The electrode may be introduced into the epidural space of the patient after the surgery has been completed. As described more fully above, the electrode is preferably introduced through a small portal and then expanded inside the epidural space to achieve a larger footprint of contact on the dura. This ensures that the electric impulse will target the selected nerves to sufficiently influence the therapeutic result. In addition, it inhibits migration of the electrode within the epidural space and provides for a more efficient and effective treatment.
As described more fully in the Ser. No. 12/246,605 patent application, drive signals may be applied to the one or more electrodes to produce the at least one impulse and induce the current and/or field(s). The drive signals may include at least one of sine waves, square waves, triangle waves, exponential waves, and complex impulses. The drive signals inducing the current and/or fields preferably have a frequency, an amplitude, a duty cycle, a pulse width, a pulse shape, etc. selected to influence the therapeutic result, namely modulating some or all of the nerve transmissions in the sympathetic nerve chain. By way of example, the parameters of the drive signal may include a square wave profile having a frequency of about 10 Hz or greater, such as between about 15 Hz to 200 Hz, and more preferably between about 15 Hz to about 50 Hz. The drive signal may include a duty cycle of between about 1 to 100%. The drive signal may have a pulse width selected to influence the therapeutic result, such as about 20 us or greater, such as about 20 us to about 1000 us. The drive signal may have a peak voltage amplitude selected to influence the therapeutic result, such as about 0.2 volts or greater, such as about 0.2 volts to about 20 volts.

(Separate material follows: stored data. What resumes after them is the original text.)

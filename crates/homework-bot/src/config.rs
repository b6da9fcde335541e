use std::path::PathBuf;
use std::time::Duration;

use homework_bot_core::credentials::Credentials;
use homework_bot_core::CoreError;

use crate::practicum::DEFAULT_ENDPOINT;
use crate::telegram::DEFAULT_API_URL;

/// Seconds between two poll iterations
pub const RETRY_PERIOD_SECS: u64 = 600;

/// Seconds a single HTTP request may take
pub const REQUEST_TIMEOUT_SECS: u64 = 30;

/// Connection settings, read from the command line or the environment
#[derive(Debug, Clone, Default, clap::Args)]
pub struct Settings {
    /// Practicum API OAuth token
    #[clap(long, env = "PRACTICUM_TOKEN", hide_env_values = true)]
    pub practicum_token: Option<String>,

    /// Telegram bot token
    #[clap(long, env = "TELEGRAM_TOKEN", hide_env_values = true)]
    pub telegram_token: Option<String>,

    /// Chat that receives the notifications
    #[clap(long, env = "TELEGRAM_CHAT_ID")]
    pub telegram_chat_id: Option<String>,

    /// Homework status endpoint
    #[clap(long, env = "PRACTICUM_ENDPOINT", default_value = DEFAULT_ENDPOINT)]
    pub endpoint: String,

    /// Telegram Bot API base URL
    #[clap(long, env = "TELEGRAM_API_URL", default_value = DEFAULT_API_URL)]
    pub telegram_api: String,

    /// Seconds to sleep between poll iterations
    #[clap(long, env = "RETRY_PERIOD", default_value_t = RETRY_PERIOD_SECS)]
    pub retry_period: u64,

    /// Seconds before an HTTP request is abandoned
    #[clap(long, default_value_t = REQUEST_TIMEOUT_SECS)]
    pub request_timeout: u64,

    /// Initial cursor as a Unix timestamp (defaults to now)
    #[clap(long)]
    pub from_date: Option<i64>,
}

/// Validated configuration, built once at startup
#[derive(Debug, Clone)]
pub struct Config {
    pub credentials: Credentials,
    pub endpoint: String,
    pub telegram_api: String,
    pub retry_period: Duration,
    pub request_timeout: Duration,
    pub from_date: Option<i64>,
}

impl Config {
    /// Fails when any of the three credentials is missing or blank
    pub fn from_settings(settings: Settings) -> Result<Self, CoreError> {
        let credentials = Credentials::from_parts(
            settings.practicum_token,
            settings.telegram_token,
            settings.telegram_chat_id,
        )?;

        Ok(Self {
            credentials,
            endpoint: settings.endpoint,
            telegram_api: settings.telegram_api,
            retry_period: Duration::from_secs(settings.retry_period),
            request_timeout: Duration::from_secs(settings.request_timeout),
            from_date: settings.from_date,
        })
    }
}

/// Describe a `.env` load failure worth logging
///
/// A missing file is expected, since the variables may come straight from the
/// environment. Anything else (unreadable file, bad line) is reported.
pub fn dotenv_warning(result: &Result<PathBuf, dotenvy::Error>) -> Option<String> {
    match result {
        Ok(_) => None,
        Err(err) if err.not_found() => None,
        Err(err) => Some(format!("Failed to load .env file: {err}")),
    }
}
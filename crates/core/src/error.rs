//! Failure kinds raised by the pure validation functions.
//!
//! The `Display` text of every variant ends up in the chat message the poll
//! loop sends when an iteration fails, so it is written for the recipient.

use thiserror::Error;

#[derive(Error, Debug, Clone, PartialEq, Eq)]
pub enum CoreError {
    /// A required credential is absent or blank. Carries the environment variable name.
    #[error("Отсутствует обязательная переменная окружения {0}")]
    MissingCredential(&'static str),

    /// The value was expected to be a JSON object.
    #[error("{0} не является словарём")]
    NotAMapping(&'static str),

    #[error("Ключ {0} не найден")]
    MissingKey(&'static str),

    #[error("Поле {key} имеет неверный тип, ожидался {expected}")]
    WrongType {
        key: &'static str,
        expected: &'static str,
    },

    #[error("Статус работы неизвестен: {0}")]
    UnknownStatus(String),
}
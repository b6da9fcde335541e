//! Core library for homework-bot
//!
//! This crate implements the **Functional Core** of the homework-bot application,
//! following the Functional Core - Imperative Shell architectural pattern.
//!
//! # Architecture Overview
//!
//! The project uses a two-crate architecture to enforce separation of concerns:
//!
//! - **`homework_bot_core`** (this crate): Pure validation and rendering with zero I/O
//! - **`homework-bot`**: HTTP calls, Telegram delivery and the poll loop (the Imperative Shell)
//!
//! Every function here takes already-decoded data (`serde_json::Value`, strings)
//! and returns a typed `Result`, so the whole pipeline between "the API answered"
//! and "this text should be sent" can be tested with fixture data.
//!
//! # Module Organization
//!
//! - [`credentials`]: The credential triple and the startup presence check
//! - [`response`]: Shape validation of the homework status API response
//! - [`status`]: Homework status codes, verdicts and message rendering
//! - [`tracker`]: Change detection against the last notified report
//! - [`message`]: Text of the error notifications sent by the poll loop
//! - [`error`]: The failure kinds shared by all of the above
//!
//! # Example Usage
//!
//! ```rust
//! use homework_bot_core::{response::check_response, tracker::ChangeTracker};
//! use serde_json::json;
//!
//! let raw = json!({
//!     "homeworks": [{"homework_name": "hw1", "status": "reviewing"}],
//!     "current_date": 1000
//! });
//!
//! let homeworks = check_response(&raw).unwrap();
//! let tracker = ChangeTracker::new();
//! let report = tracker.check(homeworks).unwrap().unwrap();
//!
//! assert_eq!(
//!     report.message,
//!     "Изменился статус проверки работы \"hw1\". Работа взята на проверку ревьюером."
//! );
//! ```

pub mod credentials;
pub mod error;
pub mod message;
pub mod response;
pub mod status;
pub mod tracker;

pub use error::CoreError;
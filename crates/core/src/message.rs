use std::fmt::Display;

/// Text sent to the chat when a poll iteration fails
pub fn format_error_message(error: &impl Display) -> String {
    format!("При работе программы обнаружена ошибка: {error}!")
}
//! Imperative shell of homework-bot
//!
//! Talks to the Practicum homework API and to Telegram, and drives the poll
//! loop. All validation and rendering lives in `homework_bot_core`.

pub mod config;
pub mod error;
pub mod poller;
pub mod practicum;
pub mod prelude;
pub mod telegram;
//! Credential triple required before the bot may start polling

use std::fmt;

use crate::error::CoreError;

pub const PRACTICUM_TOKEN: &str = "PRACTICUM_TOKEN";
pub const TELEGRAM_TOKEN: &str = "TELEGRAM_TOKEN";
pub const TELEGRAM_CHAT_ID: &str = "TELEGRAM_CHAT_ID";

/// Tokens for the homework API and the Telegram bot, plus the target chat
///
/// Only constructed through [`Credentials::from_parts`], so every field is
/// guaranteed non-blank.
#[derive(Clone, PartialEq, Eq)]
pub struct Credentials {
    pub practicum_token: String,
    pub telegram_token: String,
    pub telegram_chat_id: String,
}

impl Credentials {
    /// Check that all three values are present and not blank
    ///
    /// Values are checked in declaration order and the first missing one is
    /// reported by its environment variable name.
    pub fn from_parts(
        practicum_token: Option<String>,
        telegram_token: Option<String>,
        telegram_chat_id: Option<String>,
    ) -> Result<Self, CoreError> {
        Ok(Self {
            practicum_token: require(practicum_token, PRACTICUM_TOKEN)?,
            telegram_token: require(telegram_token, TELEGRAM_TOKEN)?,
            telegram_chat_id: require(telegram_chat_id, TELEGRAM_CHAT_ID)?,
        })
    }
}

fn require(value: Option<String>, name: &'static str) -> Result<String, CoreError> {
    match value {
        Some(value) if !value.trim().is_empty() => Ok(value),
        _ => Err(CoreError::MissingCredential(name)),
    }
}

// Tokens must never reach the log stream.
impl fmt::Debug for Credentials {
    fn fmt(&self, f: &mut fmt::Formatter<'_>) -> fmt::Result {
        f.debug_struct("Credentials")
            .field("practicum_token", &"***")
            .field("telegram_token", &"***")
            .field("telegram_chat_id", &self.telegram_chat_id)
            .finish()
    }
}
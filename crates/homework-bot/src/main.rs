use std::io::Write;
use std::path::{Path, PathBuf};

use clap::Parser;
use homework_bot::config::{dotenv_warning, Config, Settings};
use homework_bot::poller::Poller;
use homework_bot::practicum::PracticumClient;
use homework_bot::prelude::{eprintln, *};
use homework_bot::telegram::{Notifier, TelegramBot};

#[derive(Debug, clap::Parser)]
#[command(
    author,
    version,
    about,
    long_about = "Polls the Practicum homework API and relays review status changes \
                  to a Telegram chat"
)]
pub struct App {
    #[clap(flatten)]
    settings: Settings,

    #[clap(flatten)]
    global: Global,
}

#[derive(Debug, Clone, clap::Args)]
pub struct Global {
    /// Run a single poll iteration and exit
    #[clap(long)]
    once: bool,

    /// Append log records to this file instead of stderr
    #[clap(long, env = "HOMEWORK_BOT_LOG_FILE")]
    log_file: Option<PathBuf>,

    /// Whether to display additional information.
    #[clap(long, env = "HOMEWORK_BOT_VERBOSE", default_value = "false")]
    verbose: bool,
}

#[tokio::main]
async fn main() -> Result<()> {
    // Loaded before parsing so clap's `env` fallbacks see the file.
    let dotenv = dotenvy::dotenv();
    color_eyre::install()?;

    let app = App::parse();
    init_logger(app.global.verbose, app.global.log_file.as_deref())?;

    if let Some(warning) = dotenv_warning(&dotenv) {
        log::warn!("{warning}");
    }

    log::info!("Bot started");

    let config = match Config::from_settings(app.settings) {
        Ok(config) => config,
        Err(err) => {
            log::error!("CRITICAL: {err}");
            eprintln!("{err}");
            std::process::exit(1);
        }
    };
    log::info!("Credentials found, starting to poll");

    let source = PracticumClient::new(&config)?;
    let bot = TelegramBot::new(
        &config.telegram_api,
        &config.credentials.telegram_token,
        config.request_timeout,
    )?;
    let notifier = Notifier::new(bot, config.credentials.telegram_chat_id.clone());

    let cursor = config
        .from_date
        .unwrap_or_else(|| chrono::Utc::now().timestamp());
    log::debug!("Polling {} from {}", source.endpoint(), cursor);

    let mut poller = Poller::new(source, notifier, cursor);

    if app.global.once {
        let outcome = poller.tick().await;
        log::info!("Single iteration finished: {outcome:?}");
        return Ok(());
    }

    poller.run(config.retry_period).await;

    Ok(())
}

fn init_logger(verbose: bool, log_file: Option<&Path>) -> Result<()> {
    let default_filter = if verbose { "debug" } else { "info" };
    let mut builder =
        env_logger::Builder::from_env(env_logger::Env::default().default_filter_or(default_filter));

    if let Some(path) = log_file {
        let file = std::fs::OpenOptions::new()
            .create(true)
            .append(true)
            .open(path)
            .with_context(|| f!("Failed to open log file {}", path.display()))?;

        builder
            .target(env_logger::Target::Pipe(Box::new(file)))
            .format(|buf, record| {
                writeln!(
                    buf,
                    "{}, {}, {}",
                    chrono::Local::now().format("%Y-%m-%d %H:%M:%S,%3f"),
                    record.level(),
                    record.args()
                )
            });
    }

    builder.init();
    Ok(())
}
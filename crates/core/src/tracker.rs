//! Change detection for the most recent homework
//!
//! The homework API is assumed to list the most recent submission first.
//! The list is never sorted here: the upstream ordering rules are not
//! documented, so the first element is taken as-is.

use serde_json::Value;

use crate::error::CoreError;
use crate::status::parse_homework;

/// The last state a notification was sent for
#[derive(Debug, Clone, PartialEq, Eq)]
pub struct Report {
    pub homework_name: String,
    pub message: String,
}

/// Decide whether the newest homework needs a notification
///
/// Returns `Ok(None)` when the list is empty or when the first homework renders
/// to exactly the report in `previous`. Otherwise returns the candidate report
/// that should replace `previous` once the notification went out.
pub fn should_notify(
    homeworks: &[Value],
    previous: Option<&Report>,
) -> Result<Option<Report>, CoreError> {
    let Some(latest) = homeworks.first() else {
        return Ok(None);
    };

    let parsed = parse_homework(latest)?;
    let candidate = Report {
        message: parsed.message(),
        homework_name: parsed.name,
    };

    if previous == Some(&candidate) {
        Ok(None)
    } else {
        Ok(Some(candidate))
    }
}

/// Owns the last notified [`Report`]
#[derive(Debug, Clone, Default)]
pub struct ChangeTracker {
    last: Option<Report>,
}

impl ChangeTracker {
    pub fn new() -> Self {
        Self::default()
    }

    pub fn last(&self) -> Option<&Report> {
        self.last.as_ref()
    }

    pub fn check(&self, homeworks: &[Value]) -> Result<Option<Report>, CoreError> {
        should_notify(homeworks, self.last.as_ref())
    }

    /// Replace the remembered report. Call only after the notification was attempted.
    pub fn commit(&mut self, report: Report) {
        self.last = Some(report);
    }
}
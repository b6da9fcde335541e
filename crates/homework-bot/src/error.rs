use homework_bot_core::CoreError;

/// Failures of a single poll iteration
///
/// Every variant is recoverable: the poll loop reports it to the chat and
/// tries again on the next tick.
#[derive(thiserror::Error, Debug)]
pub enum Error {
    /// Transport failure, non-200 status or an undecodable body.
    #[error("Запрос к API не выполнен: {0}")]
    EmptyApiResponse(String),

    #[error(transparent)]
    Validation(#[from] CoreError),
}

/// A message could not be delivered to the chat
///
/// Kept apart from [`Error`]: it is only ever logged by the notifier and never
/// reaches the poll loop.
#[derive(thiserror::Error, Debug)]
#[error("Сообщение не было отправлено: {0}")]
pub struct DeliveryError(pub String);
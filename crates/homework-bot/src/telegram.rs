//! Telegram delivery
//!
//! [`TelegramBot`] sends a single message through teloxide.
//! [`Notifier`] wraps any [`Bot`] and never lets a delivery failure escape:
//! when the chat itself is unreachable there is nowhere to report the failure
//! to, so it is only logged.

use std::time::Duration;

use teloxide::requests::Requester;
use teloxide::types::{ChatId, Recipient};

use crate::error::DeliveryError;
use crate::prelude::*;

pub const DEFAULT_API_URL: &str = "https://api.telegram.org";

#[allow(async_fn_in_trait)]
pub trait Bot {
    async fn send_message(&self, chat_id: &str, text: &str) -> Result<(), DeliveryError>;
}

#[derive(Debug, Clone)]
pub struct TelegramBot {
    bot: teloxide::Bot,
}

impl TelegramBot {
    pub fn new(api_url: &str, token: &str, timeout: Duration) -> Result<Self> {
        let client = teloxide::net::default_reqwest_settings()
            .timeout(timeout)
            .build()
            .map_err(|e| eyre!("Failed to build HTTP client: {}", e))?;

        let api_url = reqwest::Url::parse(api_url)
            .map_err(|e| eyre!("Invalid Telegram API URL {}: {}", api_url, e))?;

        Ok(Self {
            bot: teloxide::Bot::with_client(token, client).set_api_url(api_url),
        })
    }
}

impl Bot for TelegramBot {
    async fn send_message(&self, chat_id: &str, text: &str) -> Result<(), DeliveryError> {
        self.bot
            .send_message(recipient(chat_id), text)
            .await
            .map_err(|e| DeliveryError(e.to_string()))?;

        Ok(())
    }
}

/// Numeric ids address a chat directly, anything else is a `@channel` name
pub fn recipient(chat_id: &str) -> Recipient {
    match chat_id.trim().parse::<i64>() {
        Ok(id) => Recipient::Id(ChatId(id)),
        Err(_) => Recipient::ChannelUsername(chat_id.to_string()),
    }
}

/// Sends text to the configured chat and swallows delivery failures
#[derive(Debug, Clone)]
pub struct Notifier<B> {
    bot: B,
    chat_id: String,
}

impl<B: Bot> Notifier<B> {
    pub fn new(bot: B, chat_id: impl Into<String>) -> Self {
        Self {
            bot,
            chat_id: chat_id.into(),
        }
    }

    /// Returns whether the message was delivered
    pub async fn notify(&self, text: &str) -> bool {
        match self.bot.send_message(&self.chat_id, text).await {
            Ok(()) => {
                log::debug!("Message sent to chat {}", self.chat_id);
                true
            }
            Err(err) => {
                log::warn!("{err}");
                false
            }
        }
    }
}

Although the invention herein has been described with reference to particular embodiments, it is to be understood that these embodiments are merely illustrative of the principles and applications of the present invention. It is therefore to be understood that numerous modifications may be made to the illustrative embodiments and that other arrangements may be devised without departing from the spirit and scope of the present invention as defined by the appended claims.